* [What is expected]
Search the records for lines that contain the word "loaded". Copy them all.

* [Extracted material]

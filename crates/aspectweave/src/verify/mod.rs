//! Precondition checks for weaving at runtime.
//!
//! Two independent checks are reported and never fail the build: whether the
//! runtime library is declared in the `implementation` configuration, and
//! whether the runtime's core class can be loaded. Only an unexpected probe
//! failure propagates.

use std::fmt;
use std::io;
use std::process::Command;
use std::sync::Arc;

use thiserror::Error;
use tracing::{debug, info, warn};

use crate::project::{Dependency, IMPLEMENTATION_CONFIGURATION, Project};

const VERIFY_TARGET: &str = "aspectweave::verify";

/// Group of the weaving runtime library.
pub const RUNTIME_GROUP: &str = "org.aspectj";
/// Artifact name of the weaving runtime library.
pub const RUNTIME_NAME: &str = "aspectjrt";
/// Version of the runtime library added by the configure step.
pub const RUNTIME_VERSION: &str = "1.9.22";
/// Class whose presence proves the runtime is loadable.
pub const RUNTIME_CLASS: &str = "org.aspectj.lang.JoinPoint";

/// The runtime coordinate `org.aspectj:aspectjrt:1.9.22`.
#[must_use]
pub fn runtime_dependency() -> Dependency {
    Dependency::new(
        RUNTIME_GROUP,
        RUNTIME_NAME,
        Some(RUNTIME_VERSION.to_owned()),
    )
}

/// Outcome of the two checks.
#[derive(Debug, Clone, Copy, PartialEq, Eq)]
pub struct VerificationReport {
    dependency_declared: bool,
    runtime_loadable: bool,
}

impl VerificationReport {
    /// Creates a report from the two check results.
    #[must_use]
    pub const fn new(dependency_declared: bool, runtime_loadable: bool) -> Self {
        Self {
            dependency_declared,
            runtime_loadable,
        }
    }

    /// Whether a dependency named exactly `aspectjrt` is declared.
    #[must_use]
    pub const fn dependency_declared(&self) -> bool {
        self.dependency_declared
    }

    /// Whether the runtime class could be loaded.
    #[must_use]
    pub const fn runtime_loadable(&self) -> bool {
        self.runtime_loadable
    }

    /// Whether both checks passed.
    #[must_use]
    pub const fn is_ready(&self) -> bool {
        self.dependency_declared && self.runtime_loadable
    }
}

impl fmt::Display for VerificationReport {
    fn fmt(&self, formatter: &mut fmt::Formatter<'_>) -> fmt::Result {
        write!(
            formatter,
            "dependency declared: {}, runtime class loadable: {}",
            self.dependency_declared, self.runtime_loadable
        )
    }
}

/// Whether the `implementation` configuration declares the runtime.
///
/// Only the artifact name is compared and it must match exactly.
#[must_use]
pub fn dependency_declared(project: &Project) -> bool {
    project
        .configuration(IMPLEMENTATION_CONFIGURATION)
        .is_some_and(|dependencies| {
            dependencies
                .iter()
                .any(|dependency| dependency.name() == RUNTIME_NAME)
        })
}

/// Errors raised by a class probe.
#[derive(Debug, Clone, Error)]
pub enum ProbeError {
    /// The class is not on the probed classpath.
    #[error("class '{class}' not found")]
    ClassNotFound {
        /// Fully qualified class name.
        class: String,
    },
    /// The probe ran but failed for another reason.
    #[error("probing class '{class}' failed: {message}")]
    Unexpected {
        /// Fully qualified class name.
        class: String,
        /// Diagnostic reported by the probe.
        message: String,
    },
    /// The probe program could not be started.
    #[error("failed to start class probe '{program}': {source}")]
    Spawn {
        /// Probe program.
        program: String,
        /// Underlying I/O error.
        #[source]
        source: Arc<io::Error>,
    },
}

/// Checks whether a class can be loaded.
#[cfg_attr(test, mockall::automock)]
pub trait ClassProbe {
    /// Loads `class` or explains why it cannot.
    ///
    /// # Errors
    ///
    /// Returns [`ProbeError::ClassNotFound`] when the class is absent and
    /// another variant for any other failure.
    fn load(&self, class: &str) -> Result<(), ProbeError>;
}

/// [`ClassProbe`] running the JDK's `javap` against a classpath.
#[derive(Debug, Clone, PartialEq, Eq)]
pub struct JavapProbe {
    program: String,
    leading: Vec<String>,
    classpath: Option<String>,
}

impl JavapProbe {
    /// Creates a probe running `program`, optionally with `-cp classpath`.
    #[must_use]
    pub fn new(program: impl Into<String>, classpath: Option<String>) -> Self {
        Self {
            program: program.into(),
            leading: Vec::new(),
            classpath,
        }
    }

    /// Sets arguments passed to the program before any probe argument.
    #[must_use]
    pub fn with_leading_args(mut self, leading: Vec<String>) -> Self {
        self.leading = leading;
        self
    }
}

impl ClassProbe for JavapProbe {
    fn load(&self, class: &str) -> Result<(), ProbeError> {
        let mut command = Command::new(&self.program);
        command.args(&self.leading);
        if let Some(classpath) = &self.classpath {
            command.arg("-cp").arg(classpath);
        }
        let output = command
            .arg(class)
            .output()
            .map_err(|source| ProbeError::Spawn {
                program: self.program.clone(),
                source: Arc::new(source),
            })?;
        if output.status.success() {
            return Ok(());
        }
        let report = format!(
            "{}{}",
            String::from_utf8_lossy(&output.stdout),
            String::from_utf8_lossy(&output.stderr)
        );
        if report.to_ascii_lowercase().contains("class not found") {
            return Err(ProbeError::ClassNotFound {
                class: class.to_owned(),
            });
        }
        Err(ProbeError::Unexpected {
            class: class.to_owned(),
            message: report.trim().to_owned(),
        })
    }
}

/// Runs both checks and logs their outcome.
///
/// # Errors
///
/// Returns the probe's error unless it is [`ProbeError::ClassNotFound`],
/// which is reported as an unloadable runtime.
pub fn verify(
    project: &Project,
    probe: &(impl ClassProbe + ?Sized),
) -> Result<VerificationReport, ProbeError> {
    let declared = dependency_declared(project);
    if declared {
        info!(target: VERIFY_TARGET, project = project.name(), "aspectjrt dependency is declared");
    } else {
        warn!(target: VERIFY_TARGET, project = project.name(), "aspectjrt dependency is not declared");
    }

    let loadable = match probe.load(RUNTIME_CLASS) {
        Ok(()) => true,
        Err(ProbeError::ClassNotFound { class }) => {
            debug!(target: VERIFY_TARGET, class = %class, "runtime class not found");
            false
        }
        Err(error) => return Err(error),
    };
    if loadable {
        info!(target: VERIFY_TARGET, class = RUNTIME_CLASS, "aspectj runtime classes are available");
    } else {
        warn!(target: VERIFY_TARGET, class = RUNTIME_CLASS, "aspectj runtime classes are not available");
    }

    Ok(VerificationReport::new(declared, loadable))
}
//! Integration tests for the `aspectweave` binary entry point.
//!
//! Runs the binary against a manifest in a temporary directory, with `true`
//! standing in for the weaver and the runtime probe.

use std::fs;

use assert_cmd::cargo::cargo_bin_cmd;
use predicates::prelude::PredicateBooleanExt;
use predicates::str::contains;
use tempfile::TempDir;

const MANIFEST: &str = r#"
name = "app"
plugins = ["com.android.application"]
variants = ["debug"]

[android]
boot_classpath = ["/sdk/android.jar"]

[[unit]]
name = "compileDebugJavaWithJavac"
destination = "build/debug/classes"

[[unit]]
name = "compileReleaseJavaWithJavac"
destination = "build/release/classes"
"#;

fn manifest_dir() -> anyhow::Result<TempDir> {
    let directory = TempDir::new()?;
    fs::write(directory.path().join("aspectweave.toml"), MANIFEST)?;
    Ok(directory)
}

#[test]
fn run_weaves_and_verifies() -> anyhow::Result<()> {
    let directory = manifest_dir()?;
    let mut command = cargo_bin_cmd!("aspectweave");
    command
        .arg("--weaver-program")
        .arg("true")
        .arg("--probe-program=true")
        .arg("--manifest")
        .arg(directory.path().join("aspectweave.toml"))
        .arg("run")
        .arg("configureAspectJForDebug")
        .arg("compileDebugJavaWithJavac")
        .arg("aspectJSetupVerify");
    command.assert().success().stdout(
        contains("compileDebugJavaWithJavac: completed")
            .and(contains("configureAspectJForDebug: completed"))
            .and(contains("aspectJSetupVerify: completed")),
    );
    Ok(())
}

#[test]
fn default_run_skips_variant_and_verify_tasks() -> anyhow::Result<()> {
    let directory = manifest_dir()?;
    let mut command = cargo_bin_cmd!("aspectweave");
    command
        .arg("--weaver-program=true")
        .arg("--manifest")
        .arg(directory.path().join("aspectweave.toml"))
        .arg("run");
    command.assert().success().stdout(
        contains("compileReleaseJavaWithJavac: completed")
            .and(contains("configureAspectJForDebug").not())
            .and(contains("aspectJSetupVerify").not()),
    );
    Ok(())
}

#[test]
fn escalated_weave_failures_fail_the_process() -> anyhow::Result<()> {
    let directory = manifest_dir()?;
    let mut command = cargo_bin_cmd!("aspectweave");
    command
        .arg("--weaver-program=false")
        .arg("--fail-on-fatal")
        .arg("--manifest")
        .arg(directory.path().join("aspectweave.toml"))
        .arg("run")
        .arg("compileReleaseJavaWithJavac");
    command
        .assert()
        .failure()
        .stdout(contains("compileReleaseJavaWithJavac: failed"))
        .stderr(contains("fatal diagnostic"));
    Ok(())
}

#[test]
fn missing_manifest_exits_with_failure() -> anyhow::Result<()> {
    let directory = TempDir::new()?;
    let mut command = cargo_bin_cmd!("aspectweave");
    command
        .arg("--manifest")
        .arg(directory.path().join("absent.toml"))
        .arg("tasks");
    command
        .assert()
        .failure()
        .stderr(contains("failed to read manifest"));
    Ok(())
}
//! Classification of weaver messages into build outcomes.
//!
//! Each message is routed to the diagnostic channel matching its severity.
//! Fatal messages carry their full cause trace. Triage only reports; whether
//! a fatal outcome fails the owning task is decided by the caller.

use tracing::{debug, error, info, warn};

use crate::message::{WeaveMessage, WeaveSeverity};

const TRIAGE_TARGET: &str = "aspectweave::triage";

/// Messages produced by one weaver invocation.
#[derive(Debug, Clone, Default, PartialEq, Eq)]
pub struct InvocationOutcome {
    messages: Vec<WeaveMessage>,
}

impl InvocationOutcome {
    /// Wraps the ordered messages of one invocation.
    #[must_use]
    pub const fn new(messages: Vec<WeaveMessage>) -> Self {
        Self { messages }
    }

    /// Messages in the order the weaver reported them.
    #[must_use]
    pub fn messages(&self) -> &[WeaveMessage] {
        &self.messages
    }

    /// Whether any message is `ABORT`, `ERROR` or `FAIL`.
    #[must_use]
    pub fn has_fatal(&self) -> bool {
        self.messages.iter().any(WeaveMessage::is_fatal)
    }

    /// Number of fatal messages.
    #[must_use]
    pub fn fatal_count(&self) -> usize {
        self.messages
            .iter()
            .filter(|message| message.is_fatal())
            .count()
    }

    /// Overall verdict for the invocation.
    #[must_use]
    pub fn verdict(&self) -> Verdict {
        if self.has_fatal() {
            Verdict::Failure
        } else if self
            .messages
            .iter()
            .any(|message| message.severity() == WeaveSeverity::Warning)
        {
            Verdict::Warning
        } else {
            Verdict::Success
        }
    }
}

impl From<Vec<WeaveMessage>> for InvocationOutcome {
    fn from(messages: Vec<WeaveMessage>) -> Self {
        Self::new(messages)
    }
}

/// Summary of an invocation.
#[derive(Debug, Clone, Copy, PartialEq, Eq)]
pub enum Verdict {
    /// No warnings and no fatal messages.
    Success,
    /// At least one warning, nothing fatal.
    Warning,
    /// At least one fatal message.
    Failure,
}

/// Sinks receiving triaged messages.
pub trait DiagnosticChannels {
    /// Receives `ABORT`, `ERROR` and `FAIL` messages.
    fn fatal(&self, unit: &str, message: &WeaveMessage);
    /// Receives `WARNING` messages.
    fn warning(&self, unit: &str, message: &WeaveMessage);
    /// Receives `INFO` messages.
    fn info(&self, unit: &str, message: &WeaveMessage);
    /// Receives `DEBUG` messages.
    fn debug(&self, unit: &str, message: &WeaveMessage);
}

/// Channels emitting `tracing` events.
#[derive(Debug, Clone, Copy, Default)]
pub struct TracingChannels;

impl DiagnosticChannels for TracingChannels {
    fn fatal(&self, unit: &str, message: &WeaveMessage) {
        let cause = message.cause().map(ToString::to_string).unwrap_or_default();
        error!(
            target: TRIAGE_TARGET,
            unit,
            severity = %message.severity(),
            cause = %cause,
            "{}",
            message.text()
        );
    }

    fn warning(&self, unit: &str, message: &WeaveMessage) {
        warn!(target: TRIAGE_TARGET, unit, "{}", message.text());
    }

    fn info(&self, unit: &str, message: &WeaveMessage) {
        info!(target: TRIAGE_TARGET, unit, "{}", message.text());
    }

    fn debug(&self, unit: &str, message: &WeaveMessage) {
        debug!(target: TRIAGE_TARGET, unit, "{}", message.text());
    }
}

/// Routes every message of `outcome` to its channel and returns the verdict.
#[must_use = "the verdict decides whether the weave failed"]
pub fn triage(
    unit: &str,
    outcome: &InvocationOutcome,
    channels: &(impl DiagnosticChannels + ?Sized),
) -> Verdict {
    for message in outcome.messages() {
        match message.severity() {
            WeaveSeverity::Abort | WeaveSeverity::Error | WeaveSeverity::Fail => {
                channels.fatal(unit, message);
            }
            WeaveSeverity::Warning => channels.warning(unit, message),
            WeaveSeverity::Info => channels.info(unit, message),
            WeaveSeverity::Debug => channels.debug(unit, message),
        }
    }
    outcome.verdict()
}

* [Your response]
//! whether the runtime's core class can be loaded. Only an unexpected probe
    /// Whether the runtime class could be loaded.
/// Checks whether a class can be loaded.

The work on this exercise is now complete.